Problem statement:
Where a line of the data holds the word "impl", copy that line.

Dataset entries:
# # # #

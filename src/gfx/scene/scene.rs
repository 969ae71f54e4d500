use std::{f32::consts::FRAC_PI_2, sync::Arc};

use crate::{
    assets::texture::TextureHandle,
    gfx::geometry::{generate_grid_lines, generate_plane},
};

use super::{
    graph::SceneGraph,
    light::{AmbientLight, DirectionalLight, SpotLight},
    material::{color_from_hex, Material, TextureMap},
    mesh::{MeshData, Topology},
    node::{MeshNode, Node, NodeId, NodeKind, Transform},
};

pub const GROUND_SIZE: f32 = 20.0;
pub const GROUND_COLOR: u32 = 0x333333;
pub const GRID_DIVISIONS: u32 = 20;
pub const GRID_COLOR: u32 = 0x444444;
/// Repeat count applied when a surface texture is first chosen
pub const SURFACE_TEXTURE_REPEAT: f32 = 4.0;

/// What fills the screen behind the scene.
#[derive(Debug, Clone)]
pub enum Background {
    Color([f32; 3]),
    Texture(TextureHandle),
}

/// The world: node hierarchy plus the fixed lights, ground and grid.
pub struct Scene {
    pub graph: SceneGraph,
    pub ambient: AmbientLight,
    pub directional: DirectionalLight,
    pub background: Background,
    background_color: [f32; 3],
    ground: NodeId,
    grid: NodeId,
    scene_light: f32,
}

fn ground_material() -> Material {
    Material::new(color_from_hex(GROUND_COLOR), 0.2, 0.8)
}

impl Scene {
    /// Creates a scene with the ground plane, grid helper and default lights.
    pub fn new(background_color: [f32; 3]) -> Self {
        let mut graph = SceneGraph::new();

        let plane = MeshData::from_geometry(
            "ground",
            &generate_plane(GROUND_SIZE, GROUND_SIZE, 1, 1),
        );
        let ground = graph.insert(
            None,
            Node::mesh("Ground", Arc::new(plane), ground_material())
                .with_transform(Transform::default().with_rotation(-FRAC_PI_2, 0.0, 0.0))
                .with_shadows(false, true),
        );

        let grid_geometry = generate_grid_lines(GROUND_SIZE, GRID_DIVISIONS);
        let (vertices, indices) = grid_geometry.to_scene_format();
        let grid_mesh = MeshData::with_topology("grid", vertices, indices, Topology::Lines);
        let grid = graph.insert(
            None,
            Node::mesh(
                "Grid",
                Arc::new(grid_mesh),
                Material::new(color_from_hex(GRID_COLOR), 0.0, 1.0),
            ),
        );

        let mut scene = Self {
            graph,
            ambient: AmbientLight {
                color: [1.0, 1.0, 1.0],
                intensity: 0.5,
            },
            directional: DirectionalLight {
                color: [1.0, 1.0, 1.0],
                intensity: 1.0,
                position: [5.0, 5.0, 5.0],
                cast_shadow: true,
            },
            background: Background::Color(background_color),
            background_color,
            ground,
            grid,
            scene_light: 1.0,
        };
        scene.set_scene_light(1.0);
        scene
    }

    pub fn ground(&self) -> NodeId {
        self.ground
    }

    pub fn grid(&self) -> NodeId {
        self.grid
    }

    pub fn scene_light(&self) -> f32 {
        self.scene_light
    }

    /// Scales the fixed lights: ambient gets half of `value`, directional all of it.
    pub fn set_scene_light(&mut self, value: f32) {
        self.scene_light = value;
        self.ambient.intensity = value * 0.5;
        self.directional.intensity = value;
    }

    pub fn surface_visible(&self) -> bool {
        self.graph.get(self.ground).is_some_and(|n| n.visible)
    }

    pub fn set_surface_visible(&mut self, visible: bool) {
        for id in [self.ground, self.grid] {
            if let Some(node) = self.graph.get_mut(id) {
                node.visible = visible;
            }
        }
    }

    /// Puts a tiled texture on the ground, or restores the plain surface.
    pub fn set_surface_texture(&mut self, texture: Option<TextureHandle>) {
        let material = match texture {
            Some(texture) => Material::new([1.0, 1.0, 1.0], 0.2, 0.8)
                .with_map(TextureMap::repeating(texture, SURFACE_TEXTURE_REPEAT)),
            None => ground_material(),
        };
        if let Some(mesh) = self.graph.get_mut(self.ground).and_then(Node::as_mesh_mut) {
            mesh.material.replace(material);
        }
    }

    /// Changes the surface texture tiling. Returns false without a texture.
    pub fn set_surface_repeat(&mut self, repeat: f32) -> bool {
        self.graph
            .get_mut(self.ground)
            .and_then(Node::as_mesh_mut)
            .is_some_and(|mesh| mesh.material.set_map_repeat(repeat))
    }

    pub fn background_color(&self) -> [f32; 3] {
        self.background_color
    }

    /// Changes the clear colour and drops any background texture.
    pub fn set_background_color(&mut self, color: [f32; 3]) {
        self.background_color = color;
        self.background = Background::Color(color);
    }

    /// Shows a texture behind the scene, or falls back to the clear colour.
    pub fn set_background_texture(&mut self, texture: Option<TextureHandle>) {
        self.background = match texture {
            Some(texture) => Background::Texture(texture),
            None => Background::Color(self.background_color),
        };
    }

    /// Spotlights whose whole ancestry is visible.
    pub fn spot_lights(&self) -> impl Iterator<Item = (NodeId, &SpotLight)> + '_ {
        self.graph
            .iter_depth_first()
            .filter(|node| self.graph.is_visible(node.id()))
            .filter_map(|node| node.as_spot_light().map(|light| (node.id(), light)))
    }

    /// Visible mesh parts in draw order.
    pub fn visible_meshes(&self) -> impl Iterator<Item = (NodeId, &Node, &MeshNode)> + '_ {
        self.graph
            .iter_depth_first()
            .filter(|node| self.graph.is_visible(node.id()))
            .filter_map(|node| node.as_mesh().map(|mesh| (node.id(), node, mesh)))
    }

    /// Total triangle count of all mesh parts, for the stats overlay.
    pub fn triangle_count(&self) -> usize {
        self.graph
            .iter_depth_first()
            .filter_map(|node| match &node.kind {
                NodeKind::Mesh(mesh) => Some(mesh.mesh.triangle_count()),
                _ => None,
            })
            .sum()
    }
}

#[cfg(test)]
mod tests {
    use super::*;
    use cgmath::InnerSpace;

    #[test]
    fn test_scene_light_scales_fixed_lights() {
        let mut scene = Scene::new(color_from_hex(0x2a2a2a));
        scene.set_scene_light(2.0);
        assert_eq!(scene.ambient.intensity, 1.0);
        assert_eq!(scene.directional.intensity, 2.0);
    }

    #[test]
    fn test_ground_lies_flat() {
        let scene = Scene::new([0.0; 3]);
        let world = scene.graph.world_matrix(scene.ground()).unwrap();
        let normal = (world * cgmath::Vector4::new(0.0, 0.0, 1.0, 0.0)).truncate();
        assert!((normal - cgmath::Vector3::new(0.0, 1.0, 0.0)).magnitude() < 1e-5);
    }

    #[test]
    fn test_surface_toggle_hides_ground_and_grid() {
        let mut scene = Scene::new([0.0; 3]);
        let meshes = scene.visible_meshes().count();
        scene.set_surface_visible(false);
        assert!(!scene.surface_visible());
        assert_eq!(scene.visible_meshes().count(), meshes - 2);
    }

    #[test]
    fn test_surface_repeat_needs_texture() {
        let mut scene = Scene::new([0.0; 3]);
        assert!(!scene.set_surface_repeat(3.0));
    }

    #[test]
    fn test_background_color_without_texture() {
        let mut scene = Scene::new([0.0; 3]);
        scene.set_background_color([1.0, 0.0, 0.0]);
        assert!(matches!(scene.background, Background::Color(c) if c == [1.0, 0.0, 0.0]));
    }

    #[test]
    fn test_background_color_replaces_texture() {
        let mut scene = Scene::new([0.0; 3]);
        let sky = Arc::new(crate::assets::texture::TextureData::solid("sky", [0, 0, 255, 255]));
        scene.set_background_texture(Some(sky));
        assert!(matches!(scene.background, Background::Texture(_)));

        scene.set_background_color([0.0, 1.0, 0.0]);
        assert!(matches!(scene.background, Background::Color(c) if c == [0.0, 1.0, 0.0]));
    }
}
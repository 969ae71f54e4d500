//! Shorthand constructors for the binding types the renderer declares

pub fn uniform() -> wgpu::BindingType {
    wgpu::BindingType::Buffer {
        ty: wgpu::BufferBindingType::Uniform,
        has_dynamic_offset: false,
        min_binding_size: None,
    }
}

pub fn sampler(filtering: wgpu::SamplerBindingType) -> wgpu::BindingType {
    wgpu::BindingType::Sampler(filtering)
}

pub fn filtering_sampler() -> wgpu::BindingType {
    sampler(wgpu::SamplerBindingType::Filtering)
}

/// Depth-compare sampler for shadow lookups
pub fn comparison_sampler() -> wgpu::BindingType {
    sampler(wgpu::SamplerBindingType::Comparison)
}

pub fn texture_2d() -> wgpu::BindingType {
    wgpu::BindingType::Texture {
        sample_type: wgpu::TextureSampleType::Float { filterable: true },
        view_dimension: wgpu::TextureViewDimension::D2,
        multisampled: false,
    }
}

pub fn depth_texture_2d() -> wgpu::BindingType {
    wgpu::BindingType::Texture {
        sample_type: wgpu::TextureSampleType::Depth,
        view_dimension: wgpu::TextureViewDimension::D2,
        multisampled: false,
    }
}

# # # #

Output below:
impl Scene {
    pub fn spot_lights(&self) -> impl Iterator<Item = (NodeId, &SpotLight)> + '_ {
    pub fn visible_meshes(&self) -> impl Iterator<Item = (NodeId, &Node, &MeshNode)> + '_ {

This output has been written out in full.